TGF-Beta: a Master Switch in Tumor Immunity

Margherita      Gigante; Loreto      Gesualdo; Elena      Ranieri

doi:10.2174/138161212802430378

Abstract

The capacity of the immune system to distinguish foreign from self-antigen, and to subsequently eliminate the threat of disease without injuring the host is crucial for survival. It also serves to defend against tumor formation and progression via a process termed cancer immunosurveillance. Innate and adaptive immune cell types and effector molecules collectively function as extrinsic tumorsuppressor mechanisms.

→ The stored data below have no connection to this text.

//! # Quarry CLI (`quarry`)
//!
//! The `quarry` binary is the primary interface for Quarry. It provides
//! commands for database initialization, document ingestion, retrieval
//! queries, corpus management, and starting the HTTP server.
//!
//! ## Usage
//!
//! ```bash
//! quarry --config ./config/quarry.toml <command>
//! ```
//!
//! ## Commands
//!
//! | Command | Description |
//! |---------|-------------|
//! | `quarry init` | Create the SQLite database and run schema migrations |
//! | `quarry ingest <file>` | Chunk, embed, and store a document |
//! | `quarry search "<query>"` | Answer a question against the corpus |
//! | `quarry list` | List stored documents, newest first |
//! | `quarry delete <id>` | Delete a document and its chunks |
//! | `quarry serve` | Start the JSON HTTP server |

use anyhow::{Context, Result};
use clap::{Parser, Subcommand};
use std::path::PathBuf;
use std::sync::Arc;

use quarry::{config, db, embedding, migrate, server, service, sqlite_store};

use quarry_core::embedding::Embedder;
use quarry_core::store::CorpusStore;

/// Quarry — a local-first document retrieval engine.
///
/// All commands accept a `--config` flag pointing to a TOML configuration
/// file. See `config/quarry.example.toml` for a full example.
#[derive(Parser)]
#[command(
    name = "quarry",
    about = "Quarry — a local-first document retrieval engine",
    version,
    long_about = "Quarry ingests text, Markdown, and PDF documents, splits them into \
    overlapping word-window chunks, embeds each chunk, and answers natural-language \
    queries by cosine ranking over the stored vectors. Exposes a CLI and a JSON HTTP API."
)]
struct Cli {
    /// Path to configuration file (TOML).
    #[arg(long, global = true, default_value = "./config/quarry.toml")]
    config: PathBuf,

    #[command(subcommand)]
    command: Commands,
}

/// Top-level CLI commands.
#[derive(Subcommand)]
enum Commands {
    /// Initialize the database schema.
    ///
    /// Creates the SQLite database file and the documents/chunks tables.
    /// This command is idempotent — running it multiple times is safe.
    Init,

    /// Chunk, embed, and store a document.
    ///
    /// Reads the file, extracts text by extension (.pdf, .txt, .md),
    /// splits it into overlapping chunks, embeds each chunk with the
    /// configured provider, and persists everything.
    Ingest {
        /// Path to the file to ingest.
        file: PathBuf,
    },

    /// Answer a question against the corpus.
    ///
    /// Embeds the query, ranks every stored chunk by cosine similarity,
    /// and prints an answer assembled from the top sources.
    Search {
        /// The query string.
        query: String,

        /// Number of sources to return (overrides `[retrieval].top_k`).
        #[arg(long)]
        top_k: Option<i64>,
    },

    /// List stored documents, newest first.
    List,

    /// Delete a document and all of its chunks.
    ///
    /// Idempotent — deleting an id that does not exist is a no-op.
    Delete {
        /// Document id.
        id: i64,
    },

    /// Start the JSON HTTP server.
    ///
    /// Binds to the address configured in `[server].bind`.
    Serve,
}

#[tokio::main]
async fn main() -> Result<()> {
    let cli = Cli::parse();
    let cfg = config::load_config(&cli.config)?;

    match cli.command {
        Commands::Init => {
            let pool = db::connect(&cfg).await?;
            migrate::run_migrations(&pool).await?;
            println!("Database initialized at {}", cfg.db.path.display());
        }
        Commands::Ingest { file } => {
            let (store, embedder) = open(&cfg).await?;

            let name = file
                .file_name()
                .and_then(|n| n.to_str())
                .context("invalid file name")?
                .to_string();
            let bytes = std::fs::read(&file)
                .with_context(|| format!("Failed to read {}", file.display()))?;
            let text = quarry::extract::extract_text(&bytes, &name)?;

            let result = service::ingest(
                store.as_ref(),
                embedder.as_ref(),
                &name,
                &text,
                &cfg.chunking,
                &cfg.embedding,
            )
            .await?;

            println!(
                "Ingested '{}' as document {} ({} chunks)",
                name, result.doc_id, result.chunk_count
            );
        }
        Commands::Search { query, top_k } => {
            let (store, embedder) = open(&cfg).await?;
            let top_k = top_k.unwrap_or(cfg.retrieval.top_k);

            let result = service::answer(store.as_ref(), embedder.as_ref(), &query, top_k).await?;

            println!("{}\n", result.answer);
            for (i, source) in result.sources.iter().enumerate() {
                println!(
                    "  {}. [{:.4}] {} — {}",
                    i + 1,
                    source.score,
                    source.doc_name,
                    source.excerpt
                );
            }
        }
        Commands::List => {
            let (store, _) = open(&cfg).await?;
            let docs = store.get_all_documents().await?;

            if docs.is_empty() {
                println!("No documents stored.");
            } else {
                for d in docs {
                    println!(
                        "{}  {}  ({} chunks, {} bytes, uploaded {})",
                        d.id, d.name, d.chunk_count, d.size, d.uploaded_at
                    );
                }
            }
        }
        Commands::Delete { id } => {
            let (store, _) = open(&cfg).await?;
            store.delete_document(id).await?;
            println!("Deleted document {}", id);
        }
        Commands::Serve => {
            let (store, embedder) = open(&cfg).await?;
            server::run_server(&cfg, store, embedder).await?;
        }
    }

    Ok(())
}

/// Connect to the database (running migrations, which are idempotent) and
/// construct the configured embedding provider.
async fn open(cfg: &config::Config) -> Result<(Arc<dyn CorpusStore>, Arc<dyn Embedder>)> {
    let pool = db::connect(cfg).await?;
    migrate::run_migrations(&pool).await?;

    let store: Arc<dyn CorpusStore> = Arc::new(sqlite_store::SqliteStore::new(pool));
    let embedder: Arc<dyn Embedder> = Arc::from(embedding::create_embedder(&cfg.embedding)?);

    Ok((store, embedder))
}
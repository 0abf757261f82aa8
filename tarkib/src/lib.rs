//! # Tarkib: rule-driven dependency injection for Rust
//!
//! Objects are described in a type table (constructors, methods, declared
//! parameter types) and assembled by a [`Container`] from rules: aliasing,
//! shared instances, substitutions and post-construction calls.
//!
//! ```rust
//! use tarkib::prelude::*;
//!
//! let container = Container::builder()
//!     .register_type(TypeDescriptor::interface("Clock"))
//!     .register_type(TypeDescriptor::class("SystemClock").implements("Clock"))
//!     .rule("Clock", Rule::new().instance_of("SystemClock").shared(true))
//!     .build()
//!     .expect("valid rules");
//!
//! let clock = container.create("Clock").unwrap();
//! assert_eq!(clock.class().as_str(), "SystemClock");
//! ```

pub mod logging;

pub use tarkib_container::*;
pub use tarkib_support::*;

However, tumors may escape immunesurveillance through a variety of mechanisms that create a local microenvironment that is unfavorable for effective tumor immunity. Transforming growth factor β (TGF-β) has pleiotropic effects on the immune system, and is recognized as one of the most potent immunosuppressive agents in facilitating oncogenesis. The TGF-β pathway promotes cancer progression by concomitantly enhancing tumor metastases while inhibiting the protective host immunity. In this review, we discuss mechanisms through which TGF-β interferes with the development of an anti-tumor immunity and potential means through which to circumvent its activity in order to define more effective cancer immunotherapies.

Keywords: TGF-β, natural killer, dendritic cells, CD8+ T cells, Th1, Th2, Th17, treg cells, cancer, anti-tumor immunity.